Problem to solve: From the entries below, transcribe exactly the lines between the line holding "async fn get(&self, id: Uuid) -> Option<Approval>;" and the line holding "ApprovalStatus) -> Result<Approval, StoreError>;", inclusive; skip all other lines.

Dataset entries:
++++
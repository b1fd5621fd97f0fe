use async_trait::async_trait;
use chrono::{DateTime, Duration, Utc};
use diesel::prelude::*;
use tokio::sync::RwLock;
use uuid::Uuid;

use super::{Approval, ApprovalEvent, ApprovalEventKind, ApprovalStatus};
use crate::shared::schema::{approval_events, approvals};
use crate::shared::store::StoreError;
use crate::shared::utils::{opaque_token, DbPool};

#[async_trait]
pub trait ApprovalStore: Send + Sync {
    async fn list(&self) -> Vec<Approval>;
    async fn get(&self, id: Uuid) -> Option<Approval>;
    async fn find_by_token(&self, token: &str) -> Option<Approval>;
    async fn create(&self, approval: Approval) -> Result<Approval, StoreError>;
    async fn set_status(&self, id: Uuid, status: ApprovalStatus) -> Result<Approval, StoreError>;
    /// History is append-only; existing events are never edited or removed.
    async fn append_event(&self, event: ApprovalEvent) -> Result<ApprovalEvent, StoreError>;
    /// Newest-first.
    async fn history(&self, approval_id: Uuid) -> Vec<ApprovalEvent>;
}

pub struct MemoryApprovalStore {
    rows: RwLock<Vec<Approval>>,
    events: RwLock<Vec<ApprovalEvent>>,
}

impl MemoryApprovalStore {
    pub fn new() -> Self {
        MemoryApprovalStore {
            rows: RwLock::new(Vec::new()),
            events: RwLock::new(Vec::new()),
        }
    }

    pub fn seeded() -> Self {
        let now = Utc::now();
        let mut rows = Vec::new();
        let mut events = Vec::new();
        for (title, client, days_ago) in [
            ("Homepage hero concept", "Acme", 3),
            ("Q3 budget proposal", "Northwind", 1),
        ] {
            let created = now - Duration::days(days_ago);
            let approval = Approval {
                id: Uuid::new_v4(),
                title: title.to_string(),
                description: format!("{title} awaiting client sign-off"),
                client: client.to_string(),
                status: ApprovalStatus::Pending,
                due_date: Some(created + Duration::days(7)),
                token: opaque_token(),
                created_at: created,
            };
            events.insert(
                0,
                ApprovalEvent {
                    id: Uuid::new_v4(),
                    approval_id: approval.id,
                    kind: ApprovalEventKind::Created,
                    description: "Created".to_string(),
                    occurred_at: created,
                },
            );
            rows.push(approval);
        }
        MemoryApprovalStore {
            rows: RwLock::new(rows),
            events: RwLock::new(events),
        }
    }
}

impl Default for MemoryApprovalStore {
    fn default() -> Self {
        Self::new()
    }
}

#[async_trait]
impl ApprovalStore for MemoryApprovalStore {
    async fn list(&self) -> Vec<Approval> {
        let rows = self.rows.read().await;
        let mut all = rows.clone();
        all.sort_by(|a, b| b.created_at.cmp(&a.created_at));
        all
    }

    async fn get(&self, id: Uuid) -> Option<Approval> {
        self.rows.read().await.iter().find(|a| a.id == id).cloned()
    }

    async fn find_by_token(&self, token: &str) -> Option<Approval> {
        self.rows
            .read()
            .await
            .iter()
            .find(|a| a.token == token)
            .cloned()
    }

    async fn create(&self, approval: Approval) -> Result<Approval, StoreError> {
        self.rows.write().await.push(approval.clone());
        Ok(approval)
    }

    async fn set_status(&self, id: Uuid, status: ApprovalStatus) -> Result<Approval, StoreError> {
        let mut rows = self.rows.write().await;
        let approval = rows
            .iter_mut()
            .find(|a| a.id == id)
            .ok_or(StoreError::NotFound("approval"))?;
        approval.status = status;
        Ok(approval.clone())
    }

    async fn append_event(&self, event: ApprovalEvent) -> Result<ApprovalEvent, StoreError> {
        // Prepend: history reads back newest-first without re-sorting.
        self.events.write().await.insert(0, event.clone());
        Ok(event)
    }

    async fn history(&self, approval_id: Uuid) -> Vec<ApprovalEvent> {
        self.events
            .read()
            .await
            .iter()
            .filter(|e| e.approval_id == approval_id)
            .cloned()
            .collect()
    }
}

#[derive(Debug, Clone, Queryable, Insertable)]
#[diesel(table_name = approvals)]
struct ApprovalRow {
    id: Uuid,
    title: String,
    description: String,
    client: String,
    status: String,
    due_date: Option<DateTime<Utc>>,
    token: String,
    created_at: DateTime<Utc>,
}

impl ApprovalRow {
    fn into_approval(self) -> Approval {
        Approval {
            id: self.id,
            title: self.title,
            description: self.description,
            client: self.client,
            status: ApprovalStatus::from_wire(&self.status),
            due_date: self.due_date,
            token: self.token,
            created_at: self.created_at,
        }
    }

    fn from_approval(approval: &Approval) -> Self {
        ApprovalRow {
            id: approval.id,
            title: approval.title.clone(),
            description: approval.description.clone(),
            client: approval.client.clone(),
            status: approval.status.as_wire().to_string(),
            due_date: approval.due_date,
            token: approval.token.clone(),
            created_at: approval.created_at,
        }
    }
}

#[derive(Debug, Clone, Queryable, Insertable)]
#[diesel(table_name = approval_events)]
struct ApprovalEventRow {
    id: Uuid,
    approval_id: Uuid,
    kind: String,
    description: String,
    occurred_at: DateTime<Utc>,
}

impl ApprovalEventRow {
    fn into_event(self) -> ApprovalEvent {
        ApprovalEvent {
            id: self.id,
            approval_id: self.approval_id,
            kind: ApprovalEventKind::from_wire(&self.kind),
            description: self.description,
            occurred_at: self.occurred_at,
        }
    }
}

pub struct PgApprovalStore {
    pool: DbPool,
}

impl PgApprovalStore {
    pub fn new(pool: DbPool) -> Self {
        PgApprovalStore { pool }
    }
}

#[async_trait]
impl ApprovalStore for PgApprovalStore {
    async fn list(&self) -> Vec<Approval> {
        let mut conn = match self.pool.get() {
            Ok(conn) => conn,
            Err(e) => {
                log::error!("approval list degraded to empty: {e}");
                return Vec::new();
            }
        };
        match approvals::table
            .order(approvals::created_at.desc())
            .load::<ApprovalRow>(&mut conn)
        {
            Ok(rows) => rows.into_iter().map(ApprovalRow::into_approval).collect(),
            Err(e) => {
                log::error!("approval list degraded to empty: {e}");
                Vec::new()
            }
        }
    }

    async fn get(&self, id: Uuid) -> Option<Approval> {
        let mut conn = self.pool.get().ok()?;
        approvals::table
            .filter(approvals::id.eq(id))
            .first::<ApprovalRow>(&mut conn)
            .ok()
            .map(ApprovalRow::into_approval)
    }

    async fn find_by_token(&self, token: &str) -> Option<Approval> {
        let mut conn = self.pool.get().ok()?;
        approvals::table
            .filter(approvals::token.eq(token))
            .first::<ApprovalRow>(&mut conn)
            .ok()
            .map(ApprovalRow::into_approval)
    }

    async fn create(&self, approval: Approval) -> Result<Approval, StoreError> {
        let mut conn = self.pool.get()?;
        diesel::insert_into(approvals::table)
            .values(ApprovalRow::from_approval(&approval))
            .execute(&mut conn)?;
        Ok(approval)
    }

    async fn set_status(&self, id: Uuid, status: ApprovalStatus) -> Result<Approval, StoreError> {
        let mut conn = self.pool.get()?;
        diesel::update(approvals::table.filter(approvals::id.eq(id)))
            .set(approvals::status.eq(status.as_wire().to_string()))
            .execute(&mut conn)?;
        approvals::table
            .filter(approvals::id.eq(id))
            .first::<ApprovalRow>(&mut conn)
            .map(ApprovalRow::into_approval)
            .map_err(|_| StoreError::NotFound("approval"))
    }

    async fn append_event(&self, event: ApprovalEvent) -> Result<ApprovalEvent, StoreError> {
        let mut conn = self.pool.get()?;
        let row = ApprovalEventRow {
            id: event.id,
            approval_id: event.approval_id,
            kind: event.kind.as_wire().to_string(),
            description: event.description.clone(),
            occurred_at: event.occurred_at,
        };
        diesel::insert_into(approval_events::table)
            .values(&row)
            .execute(&mut conn)?;
        Ok(event)
    }

    async fn history(&self, approval_id: Uuid) -> Vec<ApprovalEvent> {
        let mut conn = match self.pool.get() {
            Ok(conn) => conn,
            Err(e) => {
                log::error!("approval history degraded to empty: {e}");
                return Vec::new();
            }
        };
        match approval_events::table
            .filter(approval_events::approval_id.eq(approval_id))
            .order(approval_events::occurred_at.desc())
            .load::<ApprovalEventRow>(&mut conn)
        {
            Ok(rows) => rows.into_iter().map(ApprovalEventRow::into_event).collect(),
            Err(e) => {
                log::error!("approval history degraded to empty: {e}");
                Vec::new()
            }
        }
    }
}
++++
Solution to the problem:
    async fn get(&self, id: Uuid) -> Option<Approval>;
    async fn find_by_token(&self, token: &str) -> Option<Approval>;
    async fn create(&self, approval: Approval) -> Result<Approval, StoreError>;
    async fn set_status(&self, id: Uuid, status: ApprovalStatus) -> Result<Approval, StoreError>;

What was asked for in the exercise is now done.